- Requirement -
The required output is the lines below from the line containing "use std::sync::Arc;" to the line containing "impl fmt::Display for", inclusive, retyped exactly. No other lines belong in it.

Stored items
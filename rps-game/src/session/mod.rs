//! The session state machine.
//!
//! [`SessionOrchestrator`] turns user intents into contract writes. Every
//! intent re-reads the contract before acting, checks locally whether the
//! write can succeed, and only then submits. Results surface as a
//! [`SessionStatus`]; failures are layered over the last confirmed status
//! so a failed commit does not undo an earlier join.

pub mod status;

pub use status::SessionStatus;

use crate::commitment::CommitmentCodec;
use crate::error::{GameError, Result};
use crate::sync::SessionSynchronizer;

use parking_lot::Mutex;
use rps_core::{
    Address, BetAmount, Commitment, CoreError, IdentityGateway, LedgerGateway, MoveChoice,
    MoveStore, Prompter, RetainedMove, Secret, SessionSnapshot, Slot, Storage,
};
use std::collections::HashSet;
use std::fmt;
use std::future::Future;
use std::sync::Arc;
use tokio::sync::watch;

/// A user-initiated action.
#[derive(Debug, Clone, Copy, PartialEq, Eq, Hash)]
pub enum Intent {
    Connect,
    Join,
    Commit,
    Reveal,
}

impl fmt::Display for Intent {
    fn fmt(&self, f: &mut fmt::Formatter<'_>) -> fmt::Result {
        let name = match self {
            Self::Connect => "connect",
            Self::Join => "join",
            Self::Commit => "commit",
            Self::Reveal => "reveal",
        };
        f.write_str(name)
    }
}

/// Where the revealed move and secret come from.
#[derive(Debug, Clone, Copy, PartialEq, Eq)]
pub enum RevealSource {
    /// The pair kept locally at commit time.
    Retained,
    /// Typed in again by the user.
    Manual,
}

/// Result of a confirmed join.
#[derive(Debug, Clone, Copy, PartialEq, Eq)]
pub struct JoinReceipt {
    pub slot: Slot,
    pub amount: BetAmount,
}

struct OrchestratorState {
    account: Option<Address>,
    confirmed: SessionStatus,
    failure: Option<String>,
    /// Bumped whenever an intent confirms, so a reconcile computed from
    /// older information does not overwrite it.
    generation: u64,
}

impl OrchestratorState {
    fn status(&self) -> SessionStatus {
        match &self.failure {
            Some(reason) => SessionStatus::Failed(reason.clone()),
            None => self.confirmed.clone(),
        }
    }
}

pub struct SessionOrchestrator {
    ledger: Arc<dyn LedgerGateway>,
    identity: Arc<dyn IdentityGateway>,
    sync: Arc<SessionSynchronizer>,
    codec: CommitmentCodec,
    storage: Arc<Storage>,
    prompter: Arc<dyn Prompter>,
    state: Mutex<OrchestratorState>,
    in_flight: Mutex<HashSet<Intent>>,
    status_tx: watch::Sender<SessionStatus>,
}

impl SessionOrchestrator {
    pub fn new(
        ledger: Arc<dyn LedgerGateway>,
        identity: Arc<dyn IdentityGateway>,
        sync: Arc<SessionSynchronizer>,
        codec: CommitmentCodec,
        storage: Arc<Storage>,
        prompter: Arc<dyn Prompter>,
    ) -> Self {
        let (status_tx, _) = watch::channel(SessionStatus::Loading);

        Self {
            ledger,
            identity,
            sync,
            codec,
            storage,
            prompter,
            state: Mutex::new(OrchestratorState {
                account: None,
                confirmed: SessionStatus::Loading,
                failure: None,
                generation: 0,
            }),
            in_flight: Mutex::new(HashSet::new()),
            status_tx,
        }
    }

    pub fn status(&self) -> SessionStatus {
        self.state.lock().status()
    }

    pub fn subscribe_status(&self) -> watch::Receiver<SessionStatus> {
        self.status_tx.subscribe()
    }

    pub fn account(&self) -> Option<Address> {
        self.state.lock().account
    }

    pub fn synchronizer(&self) -> &Arc<SessionSynchronizer> {
        &self.sync
    }

    /// Session the contract is currently running, as seen by `snapshot`.
    pub fn session_key(&self, snapshot: &SessionSnapshot) -> String {
        format!(
            "{:?}/{:?}/{:?}",
            self.ledger.contract_address(),
            snapshot.player1,
            snapshot.player2
        )
    }

    /// The caller's move for the latest known session, if one is retained.
    pub async fn retained_move(&self) -> Result<Option<RetainedMove>> {
        let (Some(account), Some(snapshot)) = (self.account(), self.sync.latest()) else {
            return Ok(None);
        };
        let key = self.session_key(&snapshot);
        Ok(MoveStore::new(&self.storage).load(&key, account).await?)
    }

    pub async fn connect(&self) -> Result<Address> {
        self.run(Intent::Connect, async {
            let account = self.identity.connect().await?;
            self.state.lock().account = Some(account);
            self.confirm(SessionStatus::Connected(account));

            if let Some(snapshot) = self.sync.latest() {
                self.reconcile(&snapshot).await?;
            }
            Ok(account)
        })
        .await
    }

    /// Takes the first free slot. Player 1 picks the stake; player 2 always
    /// stakes exactly what the contract has recorded.
    pub async fn join(&self) -> Result<JoinReceipt> {
        self.run(Intent::Join, async {
            let account = self.require_account()?;

            let snapshot = self.sync.refresh_now().await?;
            let slot = plan_join(&snapshot, account)?;

            let amount = match slot {
                Slot::Player1 => BetAmount::parse_display(&self.prompter.bet_amount().await?)?,
                Slot::Player2 => snapshot.bet_amount,
            };

            // not seated anywhere, so every retained move belongs to an
            // earlier game, possibly one between the same two players
            let stale = MoveStore::new(&self.storage).discard_all(account).await?;
            if stale > 0 {
                tracing::debug!("Dropped {} moves from earlier games", stale);
            }

            tracing::info!("Joining as {} with {}", slot, amount);
            self.ledger.submit_join(amount).await?;

            self.refresh_after_write().await;
            self.confirm(SessionStatus::Joined);
            Ok(JoinReceipt { slot, amount })
        })
        .await
    }

    /// Commits a hidden move. The move and secret are stored locally before
    /// submission; they are needed again to reveal.
    pub async fn commit(&self) -> Result<Commitment> {
        self.run(Intent::Commit, async {
            let account = self.require_account()?;
            let snapshot = self.sync.refresh_now().await?;

            if snapshot.slot_of(account).is_none() {
                return Err(GameError::NotJoined);
            }
            if !snapshot.is_full() {
                return Err(GameError::GameNotReady);
            }

            let key = self.session_key(&snapshot);
            let store = MoveStore::new(&self.storage);

            let (retained, reused) = match store.load(&key, account).await? {
                Some(existing) if existing.is_committed() => {
                    return Err(GameError::AlreadyCommitted)
                }
                // an earlier attempt may still land on chain; keep its pair
                Some(existing) => {
                    tracing::info!("Reusing move from an unconfirmed commit attempt");
                    (existing, true)
                }
                None => {
                    let choice: MoveChoice = self.prompter.move_choice().await?.parse()?;
                    let secret = Secret::new(self.prompter.secret().await?)?;
                    let commitment = self.codec.commit(choice, &secret);
                    let retained = RetainedMove::new(&key, account, choice, secret, commitment);
                    store.save(&retained).await?;
                    (retained, false)
                }
            };

            if let Err(e) = self.ledger.submit_commitment(retained.commitment).await {
                if reused && commit_already_landed(&e) {
                    tracing::info!("Earlier commit attempt reached the contract");
                } else {
                    if never_reached_chain(&e) {
                        if let Err(cleanup) = store.discard(&key, account).await {
                            tracing::warn!("Could not drop unsent move: {}", cleanup);
                        }
                    }
                    return Err(e.into());
                }
            }

            store.mark_committed(&key, account).await?;
            tracing::info!("Committed {} for session {}", retained.commitment, key);

            self.refresh_after_write().await;
            self.confirm(SessionStatus::MoveCommitted);
            Ok(retained.commitment)
        })
        .await
    }

    /// Reveals the committed move after checking locally that it opens the
    /// stored commitment.
    pub async fn reveal(&self, source: RevealSource) -> Result<MoveChoice> {
        self.run(Intent::Reveal, async {
            let account = self.require_account()?;
            let snapshot = self.sync.refresh_now().await?;
            let key = self.session_key(&snapshot);
            let store = MoveStore::new(&self.storage);

            let retained = store
                .load(&key, account)
                .await?
                .filter(|retained| retained.awaiting_reveal())
                .ok_or(GameError::NoPendingCommitment)?;

            let (choice, secret) = match source {
                RevealSource::Retained => (retained.choice, retained.secret.clone()),
                RevealSource::Manual => {
                    let choice: MoveChoice = self.prompter.move_choice().await?.parse()?;
                    let secret = Secret::new(self.prompter.secret().await?)?;
                    (choice, secret)
                }
            };

            if !self.codec.verify(choice, &secret, &retained.commitment) {
                return Err(GameError::CommitmentMismatch);
            }

            self.ledger.submit_reveal(choice, &secret).await?;
            store.mark_revealed(&key, account).await?;
            tracing::info!("Revealed {} for session {}", choice, key);

            self.refresh_after_write().await;
            self.confirm(SessionStatus::MoveRevealed);
            Ok(choice)
        })
        .await
    }

    /// Re-derives the confirmed status from a snapshot and the retained
    /// move. A failure shown to the user stays until the next intent.
    pub async fn reconcile(&self, snapshot: &SessionSnapshot) -> Result<SessionStatus> {
        let (account, generation) = {
            let state = self.state.lock();
            (state.account, state.generation)
        };
        let Some(account) = account else {
            return Ok(self.status());
        };

        let derived = self.derive_status(account, snapshot).await?;

        {
            let mut state = self.state.lock();
            if state.generation != generation {
                tracing::debug!("Skipping reconcile superseded by a confirmed intent");
                return Ok(state.status());
            }
            state.confirmed = derived;
        }

        self.publish();
        Ok(self.status())
    }

    async fn derive_status(
        &self,
        account: Address,
        snapshot: &SessionSnapshot,
    ) -> Result<SessionStatus> {
        if snapshot.slot_of(account).is_none() {
            return Ok(SessionStatus::Connected(account));
        }
        if !snapshot.is_full() {
            return Ok(SessionStatus::Joined);
        }

        let key = self.session_key(snapshot);
        let status = match MoveStore::new(&self.storage).load(&key, account).await? {
            Some(retained) if retained.is_revealed() => SessionStatus::MoveRevealed,
            Some(retained) if retained.is_committed() => SessionStatus::MoveCommitted,
            _ => SessionStatus::Joined,
        };
        Ok(status)
    }

    /// Runs one intent: rejects a repeat of an intent still in flight,
    /// clears the previous failure, and records a new one on error.
    async fn run<T, F>(&self, intent: Intent, work: F) -> Result<T>
    where
        F: Future<Output = Result<T>>,
    {
        let _guard = IntentGuard::acquire(&self.in_flight, intent)?;

        {
            let mut state = self.state.lock();
            state.failure = None;
        }
        self.publish();

        match work.await {
            Ok(value) => Ok(value),
            Err(e) => {
                self.fail(intent, &e);
                Err(e)
            }
        }
    }

    fn require_account(&self) -> Result<Address> {
        self.account().ok_or(GameError::NotConnected)
    }

    /// The write is final; a failed refresh here only delays the display.
    async fn refresh_after_write(&self) {
        if let Err(e) = self.sync.refresh_now().await {
            tracing::warn!("Refresh after confirmed write failed: {}", e);
        }
    }

    fn confirm(&self, status: SessionStatus) {
        {
            let mut state = self.state.lock();
            state.confirmed = status;
            state.failure = None;
            state.generation += 1;
        }
        self.publish();
    }

    fn fail(&self, intent: Intent, err: &GameError) {
        if err.is_local() {
            tracing::info!("{} refused: {}", intent, err);
        } else {
            tracing::warn!("{} failed: {}", intent, err);
        }
        {
            let mut state = self.state.lock();
            if matches!(err, GameError::Core(CoreError::WalletUnavailable)) {
                state.confirmed = SessionStatus::WalletMissing;
            } else {
                state.failure = Some(err.reason());
            }
        }
        self.publish();
    }

    fn publish(&self) {
        let status = self.status();
        self.status_tx.send_if_modified(|current| {
            if *current == status {
                false
            } else {
                *current = status;
                true
            }
        });
    }
}

/// Join rules: first free slot wins, a party never takes both slots.
pub fn plan_join(snapshot: &SessionSnapshot, account: Address) -> Result<Slot> {
    if snapshot.is_open_for_player1() {
        Ok(Slot::Player1)
    } else if snapshot.player2.is_zero() && snapshot.player1 != account {
        Ok(Slot::Player2)
    } else if snapshot.slot_of(account).is_some() {
        Err(GameError::AlreadyJoined)
    } else {
        Err(GameError::GameFull)
    }
}

/// Failures that guarantee nothing was mined.
fn never_reached_chain(err: &CoreError) -> bool {
    matches!(
        err,
        CoreError::TransactionRejected(_)
            | CoreError::InsufficientFunds(_)
            | CoreError::UserRejected
            | CoreError::WalletUnavailable
    )
}

/// The contract refusing a second commitment from this account.
fn commit_already_landed(err: &CoreError) -> bool {
    match err {
        CoreError::ContractReverted(reason) => {
            reason.to_ascii_lowercase().contains("already committed")
        }
        _ => false,
    }
}

struct IntentGuard<'a> {
    in_flight: &'a Mutex<HashSet<Intent>>,
    intent: Intent,
}

impl<'a> IntentGuard<'a> {
    fn acquire(in_flight: &'a Mutex<HashSet<Intent>>, intent: Intent) -> Result<Self> {
        if !in_flight.lock().insert(intent) {
            tracing::debug!("Rejecting repeated {} while one is in flight", intent);
            return Err(GameError::IntentInFlight(intent));
        }
        Ok(Self { in_flight, intent })
    }
}

impl Drop for IntentGuard<'_> {
    fn drop(&mut self) {
        self.in_flight.lock().remove(&self.intent);
    }
}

- Your solution -
use std::sync::Arc;
use tokio::sync::watch;

/// A user-initiated action.
#[derive(Debug, Clone, Copy, PartialEq, Eq, Hash)]
pub enum Intent {
    Connect,
    Join,
    Commit,
    Reveal,
}

impl fmt::Display for Intent {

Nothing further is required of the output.